Avoid Circular Dependency Between Three Tables

I'm designing a database to house scientific test data, using sqlalchemy. I've hit a problem that I can't seem to figure out.

In my test data, each Observation has a State (position, velocity, acceleration), and a State has an associated Time (time at which the state applies). So far, so good. I made a separate table for Times because I deal with different kinds of times, and I wanted to use a reference table to indicate what kind of time each time is (state time, observation time, etc). And the types of times I deal with might change, so normalizing in this way I think will let me add new kinds of times in the future, since they're just rows in a reference table.

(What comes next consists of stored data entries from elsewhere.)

//! Operation results.

use std::collections::HashMap;

use vellumdb_core::{ErrorCode, Value};

/// The outcome of one CRUD operation.
///
/// Multi-document operations report per-document failures through
/// `error_counts` instead of aborting the batch; `wait_for_sync` reflects
/// whether the write was synced (or, on a coordinator, whether the shard
/// reported `201`).
#[derive(Debug, Clone)]
pub struct OperationResult {
    /// Top-level status.
    pub code: ErrorCode,
    /// Failure detail, when available.
    pub message: Option<String>,
    /// Result payload, if the operation produces one.
    pub payload: Option<Value>,
    /// Per-error-kind counters of a multi-document operation.
    pub error_counts: HashMap<ErrorCode, u64>,
    /// Whether the write was synced before returning.
    pub wait_for_sync: bool,
}

impl OperationResult {
    /// A successful result without payload.
    #[must_use]
    pub fn ok() -> Self {
        Self::from_code(ErrorCode::NoError)
    }

    /// A result carrying only a status.
    #[must_use]
    pub fn from_code(code: ErrorCode) -> Self {
        Self {
            code,
            message: None,
            payload: None,
            error_counts: HashMap::new(),
            wait_for_sync: false,
        }
    }

    /// A result carrying a status and a message.
    #[must_use]
    pub fn with_message(code: ErrorCode, message: impl Into<String>) -> Self {
        Self { message: Some(message.into()), ..Self::from_code(code) }
    }

    /// A result with payload and status.
    #[must_use]
    pub fn with_payload(payload: Option<Value>, code: ErrorCode, wait_for_sync: bool) -> Self {
        Self { payload, ..Self::from_code(code) }.waiting_for_sync(wait_for_sync)
    }

    /// A batch result with payload and per-kind error counters.
    #[must_use]
    pub fn with_counters(
        payload: Option<Value>,
        code: ErrorCode,
        wait_for_sync: bool,
        error_counts: HashMap<ErrorCode, u64>,
    ) -> Self {
        Self { error_counts, ..Self::with_payload(payload, code, wait_for_sync) }
    }

    fn waiting_for_sync(mut self, wait_for_sync: bool) -> Self {
        self.wait_for_sync = wait_for_sync;
        self
    }

    /// Returns `true` when the operation failed.
    #[must_use]
    pub fn failed(&self) -> bool {
        self.code.is_error()
    }

    /// Returns `true` when the operation succeeded.
    #[must_use]
    pub fn is_ok(&self) -> bool {
        !self.failed()
    }
}

/// Append the error stub a failed batch element leaves in the result array,
/// and bump its per-kind counter.
pub fn push_batch_error(
    results: &mut Vec<Value>,
    error_counts: &mut HashMap<ErrorCode, u64>,
    code: ErrorCode,
) {
    results.push(Value::object([
        ("error", Value::Bool(true)),
        ("errorNum", Value::Int(code.num())),
    ]));
    *error_counts.entry(code).or_insert(0) += 1;
}
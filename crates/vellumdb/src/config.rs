//! Database configuration.

use std::time::Duration;

/// Tunables of a database handle.
#[derive(Debug, Clone)]
pub struct DatabaseConfig {
    /// Budget for replaying a write to the follower set.
    pub replication_timeout: Duration,
    /// Budget for a coordinator-to-shard request.
    pub request_timeout: Duration,
    /// Batch size used by the paging CRUD operations (`all`, `allKeys`,
    /// `any`).
    pub cursor_batch_size: u64,
}

impl Default for DatabaseConfig {
    fn default() -> Self {
        Self {
            replication_timeout: Duration::from_secs(60),
            request_timeout: Duration::from_secs(300),
            cursor_batch_size: 1000,
        }
    }
}
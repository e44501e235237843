//! The local CRUD pipeline.
//!
//! Every operation follows the same shape: resolve the collection at
//! runtime, order a ditch, take the collection lock, work per document,
//! release the lock. Batch inputs collect per-document errors; on a shard
//! leader, successful writes are replayed to the follower set.

use std::collections::HashMap;
use std::sync::Arc;

use vellumdb_core::{
    build_document_identity, extract_key, CollectionId, ErrorCode, OperationOptions, Result,
    Value, ATTR_KEY,
};
use vellumdb_storage::{expected_revision, AccessType, DocumentCollection, WriteError};

use crate::cluster::{replicate_to_followers, RequestMethod};
use crate::cursor::CursorType;
use crate::transaction::result::{push_batch_error, OperationResult};
use crate::transaction::Transaction;

/// Collects per-document result values and assembles the final payload: a
/// bare value for single-document input, an array for batch input.
struct ResultCollector {
    values: Vec<Value>,
    is_batch: bool,
}

impl ResultCollector {
    fn new(is_batch: bool) -> Self {
        Self { values: Vec::new(), is_batch }
    }

    fn push(&mut self, value: Value) {
        self.values.push(value);
    }

    fn into_payload(mut self) -> Option<Value> {
        if self.is_batch {
            Some(Value::Array(self.values))
        } else {
            self.values.pop()
        }
    }
}
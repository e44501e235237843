//! The index capability surface.
//!
//! Every index kind is one variant of [`IndexType`]; capabilities are
//! dispatched over the kind rather than through open subtyping. The planner
//! only ever talks to the capability methods (`supports_filter_condition`,
//! `supports_sort_condition`, `specialize_condition`) and the iterator
//! factories; entry maintenance is driven by the owning collection.

use std::cmp::Ordering;
use std::collections::{BTreeMap, BTreeSet};

use parking_lot::RwLock;

use vellumdb_core::{
    AttributePath, CmpOp, Condition, Error, ErrorCode, Result, SortCondition, Value,
};

use crate::descriptor::{IndexDescriptor, IndexType};
use crate::iterator::IndexIterator;
use crate::keys::SortKey;

/// Cost estimate for filtering through an index.
#[derive(Debug, Clone, Copy, PartialEq)]
pub struct FilterCosts {
    /// Whether the index can evaluate the condition at all.
    pub supported: bool,
    /// Estimated number of items left after applying the condition.
    pub estimated_items: u64,
    /// Estimated cost of producing them.
    pub estimated_cost: f64,
}

impl FilterCosts {
    fn unsupported(items_in: u64) -> Self {
        Self { supported: false, estimated_items: items_in, estimated_cost: 0.0 }
    }
}

/// Cost estimate for sorting through an index.
#[derive(Debug, Clone, Copy, PartialEq)]
pub struct SortCosts {
    /// Whether the index yields entries in the requested order.
    pub supported: bool,
    /// Estimated cost of the sorted scan (or of sorting externally when
    /// unsupported).
    pub estimated_cost: f64,
    /// Number of leading sort attributes the index covers.
    pub covered_attributes: usize,
}

/// Selectivity assumed for one equality match.
const EQUALITY_SELECTIVITY: f64 = 1.0 / 100.0;
/// Selectivity assumed for one range restriction.
const RANGE_SELECTIVITY: f64 = 1.0 / 2.0;
/// Assumed fraction of an edge collection sharing one vertex.
const EDGE_SELECTIVITY: f64 = 1.0 / 500.0;

/// Cost of sorting `items` entries externally.
#[must_use]
pub fn external_sort_cost(items: u64) -> f64 {
    if items == 0 {
        0.0
    } else {
        items as f64 * (items as f64).log2()
    }
}

/// Per-field constraint extracted from an `AND` node.
#[derive(Debug, Default, Clone)]
struct FieldConstraint {
    has_eq: bool,
    in_len: Option<usize>,
    has_range: bool,
}

/// An index over one collection's documents.
///
/// Entries map a composite key (one value per indexed field) to the set of
/// document keys carrying it. Sorted kinds rely on the map order; unsorted
/// kinds use the same representation but refuse sort pushdown.
#[derive(Debug)]
pub struct Index {
    descriptor: IndexDescriptor,
    entries: RwLock<BTreeMap<SortKey, BTreeSet<String>>>,
}
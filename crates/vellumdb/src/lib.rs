//! VellumDB -- transaction and query-execution façade of a distributed
//! multi-model document database.
//!
//! A single [`Transaction`] façade represents one logical transaction over
//! any number of collections. It orchestrates reads, writes, index
//! selection, locking, and -- when the local process is a coordinator --
//! dispatch to remote shard servers. Higher-level query engines, REST
//! handlers and embedded scripts all enter the storage layer through it.
//!
//! # Quick Start
//!
//! ```
//! use vellumdb::cluster::ServerRole;
//! use vellumdb::transaction::{Transaction, TransactionContext};
//! use vellumdb::{AccessType, CollectionType, Database, OperationOptions, Value};
//!
//! # fn main() -> vellumdb::Result<()> {
//! let db = Database::new("_system", ServerRole::Single);
//! let users = db.create_collection("users", CollectionType::Document)?;
//!
//! let context = TransactionContext::standalone(db);
//! let mut trx = Transaction::new(context);
//! trx.add_collection(users.id(), AccessType::Write)?;
//! trx.begin()?;
//!
//! let doc = Value::object([("_key", Value::from("alice"))]);
//! let result = trx.insert("users", &doc, &OperationOptions::new())?;
//! assert!(result.is_ok());
//!
//! trx.commit()?;
//! # Ok(())
//! # }
//! ```
//!
//! # Modules
//!
//! - [`transaction`] -- the façade: lifecycle, CRUD pipelines, planner
//! - [`cursor`] -- batched cursors over index scans
//! - [`cluster`] -- deployment roles, shard dispatch, follower replication
//! - [`database`] -- the collection registry and name resolver
//! - [`debug`] -- fail points and the debug request surface

#![deny(clippy::unwrap_used)]

pub mod cluster;
pub mod config;
pub mod cursor;
pub mod database;
pub mod debug;
pub mod transaction;

pub use config::DatabaseConfig;
pub use cursor::{CursorType, OperationCursor};
pub use database::Database;
pub use transaction::planner::{sort_ors, IndexUsage};
pub use transaction::{KeysType, OperationResult, Transaction, TransactionContext};

// Re-export the shared core vocabulary.
pub use vellumdb_core::{
    Error, ErrorCode, OperationOptions, Result, Revision, TransactionId, Value,
};
pub use vellumdb_index::{IndexDescriptor, IndexHandle, IndexType};
pub use vellumdb_storage::{AccessType, CollectionType};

So far this part works (using declarative style):

class Observation(Base):
    __tablename__ = 'tbl_observations'
    id = Column(Integer, primary_key=True)
    state_id = Column(Integer, ForeignKey('tbl_states.id'))
    state = relationship('State', uselist=False)

class State(Base):
    __tablename__ = 'tbl_states'
    id = Column(Integer, primary_key=True)
    time_id = Column(Integer, ForeignKey('tbl_times.id'))
    time = relationship('Time', uselist=False)

class Time(Base):
    __tablename__ = 'tbl_times'
    id = Column(Integer, primary_key=True)
    time_type_id = Column(Integer, ForeignKey('ref_tbl_time_types.id'))
    time_type = relationship('TimeType', uselist=False)
    time_value = Column(Float)

class TimeType(Base):
    __tablename__ = 'ref_tbl_time_types'
    id = Column(Integer, primary_key=True)
    desc = Column(String)

The wrinkle is that observations themselves can have different kinds of times. When I try to create a one-to-many relationship between Observation and Time, I get a circular dependency error:

class Observation(Base):
    __tablename__ = 'tbl_observations'
    id = Column(Integer, primary_key=True)
    state_id = Column(Integer, ForeignKey('tbl_states.id'))
    state = relationship('State', uselist=False)

    # Added this line:
    times = relationship('Time')

class Time(Base):
    __tablename__ = 'tbl_times'
    id = Column(Integer, primary_key=True)
    time_type_id = Column(Integer, ForeignKey('ref_tbl_time_types.id'))
    time_type = relationship('TimeType', uselist=False)
    time_value = Column(Float)

    # Added this line:
    observation_id = Column(Integer, ForeignKey('tbl_observations.id'))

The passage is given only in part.